Et sur ce mot, nous prîmes congé l’un de l’autre.

III

Ceci se passait un jeudi.

Le dimanche, — ce fut comme un fait exprès, — je m’éveillai plus tôt qu’à l’ordinaire, et tout de suite l’idée d’Angèle m’arriva. Car enfin, il faut bien dire la vérité : Laurianne, en me demandant si elle me plaisait, ne m’avait pas posé une question si bête ; elle me plaisait certainement ; elle me plaisait même beaucoup. Vous comprenez, on a beau ne plus être un gamin et avoir passé l’âge où l’on tombe en extase devant les figures de cire des devantures de perruquiers, vous, moi, tous enfin, tant que nous sommes, nous n’en avons pas moins, comme dit le poète, le cochon qui nous dort dans l’âme et auquel il n’en faut pas lourd pour s’éveiller.
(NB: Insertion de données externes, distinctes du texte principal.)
use core::fmt::Display;

use crate::prelude_internal::*;

pub type IntValidator = NumberValidator<i64>;
pub type Float64Validator = NumberValidator<f64>;

/// Constraints over an optional number. Every comparison failure reports
/// `value-not-in-range` with the violated bound in its detail.
#[derive(Debug, Clone)]
pub struct NumberValidator<T> {
    reporter: ErrorReporter,
    value: Option<T>,
}

impl<T> NumberValidator<T>
where
    T: Copy + PartialOrd + Display,
{
    pub fn new(reporter: ErrorReporter, value: Option<T>) -> Self {
        Self { reporter, value }
    }

    pub fn exists(self) -> Self {
        if self.value.is_none() {
            self.reporter.report_error(ErrorKind::ValueNotExists);
        }
        self
    }

    pub fn not_exists(self) -> Self {
        if self.value.is_some() {
            self.reporter.report_error(ErrorKind::ValueExists);
        }
        self
    }

    pub fn equal_to(self, limit: T) -> Self {
        self.compare(|value| value == limit, || Comparison::EqualTo(limit.to_string()))
    }

    pub fn not_equal_to(self, limit: T) -> Self {
        self.compare(|value| value != limit, || Comparison::NotEqualTo(limit.to_string()))
    }

    pub fn less_than(self, limit: T) -> Self {
        self.compare(|value| value < limit, || Comparison::LessThan(limit.to_string()))
    }

    pub fn less_than_or_equal_to(self, limit: T) -> Self {
        self.compare(
            |value| value <= limit,
            || Comparison::LessThanOrEqualTo(limit.to_string()),
        )
    }

    pub fn greater_than(self, limit: T) -> Self {
        self.compare(|value| value > limit, || Comparison::GreaterThan(limit.to_string()))
    }

    pub fn greater_than_or_equal_to(self, limit: T) -> Self {
        self.compare(
            |value| value >= limit,
            || Comparison::GreaterThanOrEqualTo(limit.to_string()),
        )
    }

    /// Inclusive on both ends.
    pub fn in_range(self, lower: T, upper: T) -> Self {
        self.compare(
            |value| lower <= value && value <= upper,
            || Comparison::InRange(lower.to_string(), upper.to_string()),
        )
    }

    pub fn one_of(self, allowed: &[T]) -> Self {
        if let Some(value) = self.value
            && !allowed.contains(&value)
        {
            self.reporter.report_error(ErrorKind::ValueNotAllowed {
                value: value.to_string(),
                allowed: allowed.iter().map(ToString::to_string).collect(),
            });
        }
        self
    }

    pub fn not_one_of(self, disallowed: &[T]) -> Self {
        if let Some(value) = self.value
            && disallowed.contains(&value)
        {
            self.reporter.report_error(ErrorKind::ValueDisallowed {
                value: value.to_string(),
                disallowed: disallowed.iter().map(ToString::to_string).collect(),
            });
        }
        self
    }

    /// Run a custom check when the value is present.
    pub fn using(self, check: impl FnOnce(T, &ErrorReporter)) -> Self {
        if let Some(value) = self.value {
            check(value, &self.reporter);
        }
        self
    }

    fn compare(
        self,
        satisfied: impl FnOnce(T) -> bool,
        comparison: impl FnOnce() -> Comparison,
    ) -> Self {
        if let Some(value) = self.value
            && !satisfied(value)
        {
            self.reporter.report_error(ErrorKind::ValueNotInRange {
                value: value.to_string(),
                comparison: comparison(),
            });
        }
        self
    }
}
//! Recursive descent over untyped trees.
//!
//! [`ObjectParser`] walks string-keyed maps and [`ArrayParser`] walks arrays.
//! Both share the same accessor contract:
//!
//! - key absent: `None`, nothing reported
//! - key present and convertible: `Some(value)`
//! - key present but not convertible: `None`, and a type error is reported at
//!   the key's location
//!
//! Every access marks the key as consumed, so [`ObjectParser::not_parsed`]
//! can report any key the target type never looked at.

pub mod array;
pub mod object;

pub use array::ArrayParser;
pub use object::ObjectParser;

use chrono::{DateTime, NaiveDateTime, Utc};

use crate::prelude_internal::*;

// =============================================================================
// Capability traits
// =============================================================================

/// A type that populates itself from a string-keyed map.
pub trait ObjectParsable {
    fn parse(&mut self, parser: &ObjectParser<'_>);
}

/// A type that populates itself from an array.
pub trait ArrayParsable {
    fn parse(&mut self, parser: &ArrayParser<'_>);
}

// =============================================================================
// Lookup
// =============================================================================

/// Outcome of reading one node. The public accessors collapse it to
/// `Option<T>`; the `Invalid` case has always been reported by then.
#[derive(Debug, Clone, PartialEq)]
pub(crate) enum Lookup<T> {
    Absent,
    Invalid,
    Present(T),
}

impl<T> Lookup<T> {
    /// Run `convert` over a present node. The converter reports its own
    /// errors and returns `None` when the node is not convertible.
    pub(crate) fn read<'a>(
        raw: Option<&'a Value>,
        convert: impl FnOnce(&'a Value) -> Option<T>,
    ) -> Self {
        match raw {
            None => Lookup::Absent,
            Some(raw) => match convert(raw) {
                Some(value) => Lookup::Present(value),
                None => Lookup::Invalid,
            },
        }
    }

    pub(crate) fn into_option(self) -> Option<T> {
        match self {
            Lookup::Present(value) => Some(value),
            Lookup::Absent | Lookup::Invalid => None,
        }
    }
}

// =============================================================================
// Scalar conversion
// =============================================================================

fn type_mismatch(expected: TypeName, raw: &Value) -> ErrorKind {
    ErrorKind::TypeMismatch {
        expected,
        actual: ValueKind::of(raw),
    }
}

pub(crate) fn to_bool(raw: &Value, reporter: &ErrorReporter) -> Option<bool> {
    match raw {
        Value::Bool(value) => Some(*value),
        other => {
            reporter.report_error(type_mismatch(TypeName::Bool, other));
            None
        }
    }
}

/// Integers written with a zero fraction (`3.0`) are accepted.
pub(crate) fn to_int(raw: &Value, reporter: &ErrorReporter) -> Option<i64> {
    let value = match raw {
        Value::Number(number) => number.as_i64().or_else(|| {
            number
                .as_f64()
                .filter(|f| f.fract() == 0.0 && *f >= i64::MIN as f64 && *f < i64::MAX as f64)
                .map(|f| f as i64)
        }),
        _ => None,
    };
    if value.is_none() {
        reporter.report_error(type_mismatch(TypeName::Int, raw));
    }
    value
}

pub(crate) fn to_float64(raw: &Value, reporter: &ErrorReporter) -> Option<f64> {
    match raw {
        Value::Number(number) => number.as_f64(),
        other => {
            reporter.report_error(type_mismatch(TypeName::Float64, other));
            None
        }
    }
}

pub(crate) fn to_string(raw: &Value, reporter: &ErrorReporter) -> Option<String> {
    match raw {
        Value::String(value) => Some(value.clone()),
        other => {
            reporter.report_error(type_mismatch(TypeName::String, other));
            None
        }
    }
}

/// Every non-string element is reported at its own index; any such element
/// makes the whole array invalid.
pub(crate) fn to_string_array(raw: &Value, reporter: &ErrorReporter) -> Option<Vec<String>> {
    let Value::Array(elements) = raw else {
        reporter.report_error(type_mismatch(TypeName::Array, raw));
        return None;
    };
    let mut strings = Vec::with_capacity(elements.len());
    let mut valid = true;
    for (index, element) in elements.iter().enumerate() {
        match element {
            Value::String(value) => strings.push(value.clone()),
            other => {
                reporter
                    .with_reference(index)
                    .report_error(type_mismatch(TypeName::String, other));
                valid = false;
            }
        }
    }
    valid.then_some(strings)
}

pub(crate) fn to_time(raw: &Value, layout: &str, reporter: &ErrorReporter) -> Option<DateTime<Utc>> {
    let Value::String(value) = raw else {
        reporter.report_error(type_mismatch(TypeName::Time, raw));
        return None;
    };
    let time = parse_time(value, layout);
    if time.is_none() {
        reporter.report_error(ErrorKind::TimeNotParsable {
            value: value.clone(),
            layout: layout.to_string(),
        });
    }
    time
}

pub(crate) fn to_object<'a>(raw: &'a Value, reporter: &ErrorReporter) -> Option<&'a Map<String, Value>> {
    match raw {
        Value::Object(object) => Some(object),
        other => {
            reporter.report_error(type_mismatch(TypeName::Object, other));
            None
        }
    }
}

pub(crate) fn to_array<'a>(raw: &'a Value, reporter: &ErrorReporter) -> Option<&'a Vec<Value>> {
    match raw {
        Value::Array(array) => Some(array),
        other => {
            reporter.report_error(type_mismatch(TypeName::Array, other));
            None
        }
    }
}

/// Parse `value` with a chrono strftime `layout`. Layouts without an offset
/// are read as UTC.
pub(crate) fn parse_time(value: &str, layout: &str) -> Option<DateTime<Utc>> {
    if layout == crate::RFC3339 {
        return DateTime::parse_from_rfc3339(value)
            .map(|time| time.with_timezone(&Utc))
            .ok();
    }
    DateTime::parse_from_str(value, layout)
        .map(|time| time.with_timezone(&Utc))
        .ok()
        .or_else(|| {
            NaiveDateTime::parse_from_str(value, layout)
                .ok()
                .map(|time| time.and_utc())
        })
}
Or, je ne sais rien de dangereux comme ces jeux de mains avec les femmes ; ça vous fiche dedans, avant même qu’on ait eu le temps d’y penser, et c’est précisément ce qui m’était arrivé avec la femme de Laurianne : à force de lui lancer des calottes pour rire et de la bousculer dans les coins, j’avais fini, non, si vous voulez, par en devenir amoureux, mais tout au moins par la désirer violemment.

Naturellement j’avais gardé cela pour moi ; mais depuis le jour de notre entrevue, j’avais vécu dans un état d’hésitation et de perplexité extrême, tellement cet imbécile m’avait bouleversé les idées avec ses airs d’indifférence. C’est vrai, les histoires de lassitude rapide, les protestations de satiété et de désintéressement, tout cela avait été dit avec une telle apparence de sincérité que, ma foi, je m’y étais presque laissé prendre.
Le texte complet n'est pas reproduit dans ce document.